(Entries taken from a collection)

=-=-=-=-=

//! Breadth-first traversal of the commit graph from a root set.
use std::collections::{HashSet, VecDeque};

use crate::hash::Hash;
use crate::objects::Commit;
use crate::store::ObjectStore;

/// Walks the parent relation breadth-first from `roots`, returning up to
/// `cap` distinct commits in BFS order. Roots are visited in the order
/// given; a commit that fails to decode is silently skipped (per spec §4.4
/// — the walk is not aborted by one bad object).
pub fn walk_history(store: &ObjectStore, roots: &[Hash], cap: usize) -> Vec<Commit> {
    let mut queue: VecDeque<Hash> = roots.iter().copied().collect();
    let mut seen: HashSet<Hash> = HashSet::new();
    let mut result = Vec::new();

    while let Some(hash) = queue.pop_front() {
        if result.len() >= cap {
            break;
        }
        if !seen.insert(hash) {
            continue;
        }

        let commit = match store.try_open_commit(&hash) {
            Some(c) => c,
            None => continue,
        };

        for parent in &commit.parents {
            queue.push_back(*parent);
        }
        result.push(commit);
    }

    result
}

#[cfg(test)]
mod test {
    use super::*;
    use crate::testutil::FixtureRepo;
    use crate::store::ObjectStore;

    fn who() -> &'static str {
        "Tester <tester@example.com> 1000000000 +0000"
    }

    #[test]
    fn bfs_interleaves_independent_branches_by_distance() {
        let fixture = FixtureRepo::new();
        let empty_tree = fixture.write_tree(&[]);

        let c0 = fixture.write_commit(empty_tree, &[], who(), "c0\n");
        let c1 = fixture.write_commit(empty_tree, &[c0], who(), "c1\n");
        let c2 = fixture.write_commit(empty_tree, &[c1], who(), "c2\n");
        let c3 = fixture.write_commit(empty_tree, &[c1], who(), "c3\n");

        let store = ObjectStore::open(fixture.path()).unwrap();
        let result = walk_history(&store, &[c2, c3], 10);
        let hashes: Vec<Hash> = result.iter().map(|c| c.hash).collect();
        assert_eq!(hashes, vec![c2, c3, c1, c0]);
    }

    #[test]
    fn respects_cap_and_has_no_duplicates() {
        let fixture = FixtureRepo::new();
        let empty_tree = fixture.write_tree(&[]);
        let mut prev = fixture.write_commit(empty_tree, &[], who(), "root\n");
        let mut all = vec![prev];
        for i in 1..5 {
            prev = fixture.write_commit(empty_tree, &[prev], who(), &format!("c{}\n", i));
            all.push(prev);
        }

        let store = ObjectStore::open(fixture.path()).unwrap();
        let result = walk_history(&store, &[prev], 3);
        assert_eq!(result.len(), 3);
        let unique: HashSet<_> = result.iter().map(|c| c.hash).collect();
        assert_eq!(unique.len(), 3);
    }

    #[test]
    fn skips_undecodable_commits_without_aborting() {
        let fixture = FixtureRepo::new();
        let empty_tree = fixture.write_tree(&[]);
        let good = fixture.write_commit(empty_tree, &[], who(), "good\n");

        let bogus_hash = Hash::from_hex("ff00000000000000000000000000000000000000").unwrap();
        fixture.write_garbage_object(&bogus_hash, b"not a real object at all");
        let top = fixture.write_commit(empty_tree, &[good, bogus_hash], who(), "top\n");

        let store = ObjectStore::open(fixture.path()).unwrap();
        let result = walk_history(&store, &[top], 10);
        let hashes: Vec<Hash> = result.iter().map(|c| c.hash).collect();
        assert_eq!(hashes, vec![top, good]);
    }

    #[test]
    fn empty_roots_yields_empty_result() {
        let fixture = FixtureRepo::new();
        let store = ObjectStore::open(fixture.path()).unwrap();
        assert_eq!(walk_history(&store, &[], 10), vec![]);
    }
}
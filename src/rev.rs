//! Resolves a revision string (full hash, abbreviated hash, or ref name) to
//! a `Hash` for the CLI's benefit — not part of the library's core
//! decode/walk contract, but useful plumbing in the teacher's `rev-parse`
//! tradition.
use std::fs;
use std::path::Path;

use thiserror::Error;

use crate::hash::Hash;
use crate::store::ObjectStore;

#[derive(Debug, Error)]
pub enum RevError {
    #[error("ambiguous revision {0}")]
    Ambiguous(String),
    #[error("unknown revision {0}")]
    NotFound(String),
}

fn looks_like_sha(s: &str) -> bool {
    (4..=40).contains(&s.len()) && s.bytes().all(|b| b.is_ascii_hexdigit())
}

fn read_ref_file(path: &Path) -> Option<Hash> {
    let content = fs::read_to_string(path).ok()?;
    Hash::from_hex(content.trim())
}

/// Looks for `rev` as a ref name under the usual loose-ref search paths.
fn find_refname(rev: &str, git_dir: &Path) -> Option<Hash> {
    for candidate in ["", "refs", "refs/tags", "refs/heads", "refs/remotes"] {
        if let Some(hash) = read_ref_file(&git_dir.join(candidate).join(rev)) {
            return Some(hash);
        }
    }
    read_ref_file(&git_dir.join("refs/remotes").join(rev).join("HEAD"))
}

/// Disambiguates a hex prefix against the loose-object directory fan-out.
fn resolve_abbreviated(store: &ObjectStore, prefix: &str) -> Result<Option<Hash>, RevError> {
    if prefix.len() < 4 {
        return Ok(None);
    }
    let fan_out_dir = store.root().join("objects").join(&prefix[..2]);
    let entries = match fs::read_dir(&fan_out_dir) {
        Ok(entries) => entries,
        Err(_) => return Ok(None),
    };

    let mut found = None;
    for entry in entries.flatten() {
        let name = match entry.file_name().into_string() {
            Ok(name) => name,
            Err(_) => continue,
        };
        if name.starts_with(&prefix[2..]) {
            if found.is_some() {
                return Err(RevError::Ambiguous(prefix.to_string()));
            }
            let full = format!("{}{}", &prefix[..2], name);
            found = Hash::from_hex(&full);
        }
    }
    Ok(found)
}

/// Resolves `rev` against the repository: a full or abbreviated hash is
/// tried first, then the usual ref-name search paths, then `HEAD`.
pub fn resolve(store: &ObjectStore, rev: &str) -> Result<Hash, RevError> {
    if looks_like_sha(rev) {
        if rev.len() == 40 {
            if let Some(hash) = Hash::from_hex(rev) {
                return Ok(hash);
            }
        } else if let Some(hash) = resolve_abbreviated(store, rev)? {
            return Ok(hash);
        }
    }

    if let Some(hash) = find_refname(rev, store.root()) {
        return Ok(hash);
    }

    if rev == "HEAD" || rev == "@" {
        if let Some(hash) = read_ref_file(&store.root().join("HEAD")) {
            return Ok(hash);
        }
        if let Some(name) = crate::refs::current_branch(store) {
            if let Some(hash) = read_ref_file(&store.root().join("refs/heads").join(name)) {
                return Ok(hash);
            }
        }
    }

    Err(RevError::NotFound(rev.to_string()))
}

=-=-=-=-=

● BRIEF: Every one of the records is to be copied word for word.

● ANSWER SPACE:
//! Breadth-first traversal of the commit graph from a root set.
use std::collections::{HashSet, VecDeque};

use crate::hash::Hash;
use crate::objects::Commit;
use crate::store::ObjectStore;

/// Walks the parent relation breadth-first from `roots`, returning up to
/// `cap` distinct commits in BFS order. Roots are visited in the order
/// given; a commit that fails to decode is silently skipped (per spec §4.4
/// — the walk is not aborted by one bad object).
pub fn walk_history(store: &ObjectStore, roots: &[Hash], cap: usize) -> Vec<Commit> {
    let mut queue: VecDeque<Hash> = roots.iter().copied().collect();
    let mut seen: HashSet<Hash> = HashSet::new();
    let mut result = Vec::new();

    while let Some(hash) = queue.pop_front() {
        if result.len() >= cap {
            break;
        }
        if !seen.insert(hash) {
            continue;
        }

        let commit = match store.try_open_commit(&hash) {
            Some(c) => c,
            None => continue,
        };

        for parent in &commit.parents {
            queue.push_back(*parent);
        }
        result.push(commit);
    }

    result
}

#[cfg(test)]
mod test {
    use super::*;
    use crate::testutil::FixtureRepo;
    use crate::store::ObjectStore;

    fn who() -> &'static str {
        "Tester <tester@example.com> 1000000000 +0000"
    }

    #[test]
    fn bfs_interleaves_independent_branches_by_distance() {
        let fixture = FixtureRepo::new();
        let empty_tree = fixture.write_tree(&[]);

        let c0 = fixture.write_commit(empty_tree, &[], who(), "c0\n");
        let c1 = fixture.write_commit(empty_tree, &[c0], who(), "c1\n");
        let c2 = fixture.write_commit(empty_tree, &[c1], who(), "c2\n");
        let c3 = fixture.write_commit(empty_tree, &[c1], who(), "c3\n");

        let store = ObjectStore::open(fixture.path()).unwrap();
        let result = walk_history(&store, &[c2, c3], 10);
        let hashes: Vec<Hash> = result.iter().map(|c| c.hash).collect();
        assert_eq!(hashes, vec![c2, c3, c1, c0]);
    }

    #[test]
    fn respects_cap_and_has_no_duplicates() {
        let fixture = FixtureRepo::new();
        let empty_tree = fixture.write_tree(&[]);
        let mut prev = fixture.write_commit(empty_tree, &[], who(), "root\n");
        let mut all = vec![prev];
        for i in 1..5 {
            prev = fixture.write_commit(empty_tree, &[prev], who(), &format!("c{}\n", i));
            all.push(prev);
        }

        let store = ObjectStore::open(fixture.path()).unwrap();
        let result = walk_history(&store, &[prev], 3);
        assert_eq!(result.len(), 3);
        let unique: HashSet<_> = result.iter().map(|c| c.hash).collect();
        assert_eq!(unique.len(), 3);
    }

    #[test]
    fn skips_undecodable_commits_without_aborting() {
        let fixture = FixtureRepo::new();
        let empty_tree = fixture.write_tree(&[]);
        let good = fixture.write_commit(empty_tree, &[], who(), "good\n");

        let bogus_hash = Hash::from_hex("ff00000000000000000000000000000000000000").unwrap();
        fixture.write_garbage_object(&bogus_hash, b"not a real object at all");
        let top = fixture.write_commit(empty_tree, &[good, bogus_hash], who(), "top\n");

        let store = ObjectStore::open(fixture.path()).unwrap();
        let result = walk_history(&store, &[top], 10);
        let hashes: Vec<Hash> = result.iter().map(|c| c.hash).collect();
        assert_eq!(hashes, vec![top, good]);
    }

    #[test]
    fn empty_roots_yields_empty_result() {
        let fixture = FixtureRepo::new();
        let store = ObjectStore::open(fixture.path()).unwrap();
        assert_eq!(walk_history(&store, &[], 10), vec![]);
    }
}
filename src/rev.rs
//! Resolves a revision string (full hash, abbreviated hash, or ref name) to
//! a `Hash` for the CLI's benefit — not part of the library's core
//! decode/walk contract, but useful plumbing in the teacher's `rev-parse`
//! tradition.
use std::fs;
use std::path::Path;

use thiserror::Error;

use crate::hash::Hash;
use crate::store::ObjectStore;

#[derive(Debug, Error)]
pub enum RevError {
    #[error("ambiguous revision {0}")]
    Ambiguous(String),
    #[error("unknown revision {0}")]
    NotFound(String),
}

fn looks_like_sha(s: &str) -> bool {
    (4..=40).contains(&s.len()) && s.bytes().all(|b| b.is_ascii_hexdigit())
}

fn read_ref_file(path: &Path) -> Option<Hash> {
    let content = fs::read_to_string(path).ok()?;
    Hash::from_hex(content.trim())
}

/// Looks for `rev` as a ref name under the usual loose-ref search paths.
fn find_refname(rev: &str, git_dir: &Path) -> Option<Hash> {
    for candidate in ["", "refs", "refs/tags", "refs/heads", "refs/remotes"] {
        if let Some(hash) = read_ref_file(&git_dir.join(candidate).join(rev)) {
            return Some(hash);
        }
    }
    read_ref_file(&git_dir.join("refs/remotes").join(rev).join("HEAD"))
}

/// Disambiguates a hex prefix against the loose-object directory fan-out.
fn resolve_abbreviated(store: &ObjectStore, prefix: &str) -> Result<Option<Hash>, RevError> {
    if prefix.len() < 4 {
        return Ok(None);
    }
    let fan_out_dir = store.root().join("objects").join(&prefix[..2]);
    let entries = match fs::read_dir(&fan_out_dir) {
        Ok(entries) => entries,
        Err(_) => return Ok(None),
    };

    let mut found = None;
    for entry in entries.flatten() {
        let name = match entry.file_name().into_string() {
            Ok(name) => name,
            Err(_) => continue,
        };
        if name.starts_with(&prefix[2..]) {
            if found.is_some() {
                return Err(RevError::Ambiguous(prefix.to_string()));
            }
            let full = format!("{}{}", &prefix[..2], name);
            found = Hash::from_hex(&full);
        }
    }
    Ok(found)
}

/// Resolves `rev` against the repository: a full or abbreviated hash is
/// tried first, then the usual ref-name search paths, then `HEAD`.
pub fn resolve(store: &ObjectStore, rev: &str) -> Result<Hash, RevError> {
    if looks_like_sha(rev) {
        if rev.len() == 40 {
            if let Some(hash) = Hash::from_hex(rev) {
                return Ok(hash);
            }
        } else if let Some(hash) = resolve_abbreviated(store, rev)? {
            return Ok(hash);
        }
    }

    if let Some(hash) = find_refname(rev, store.root()) {
        return Ok(hash);
    }

    if rev == "HEAD" || rev == "@" {
        if let Some(hash) = read_ref_file(&store.root().join("HEAD")) {
            return Ok(hash);
        }
        if let Some(name) = crate::refs::current_branch(store) {
            if let Some(hash) = read_ref_file(&store.root().join("refs/heads").join(name)) {
                return Ok(hash);
            }
        }
    }

    Err(RevError::NotFound(rev.to_string()))
}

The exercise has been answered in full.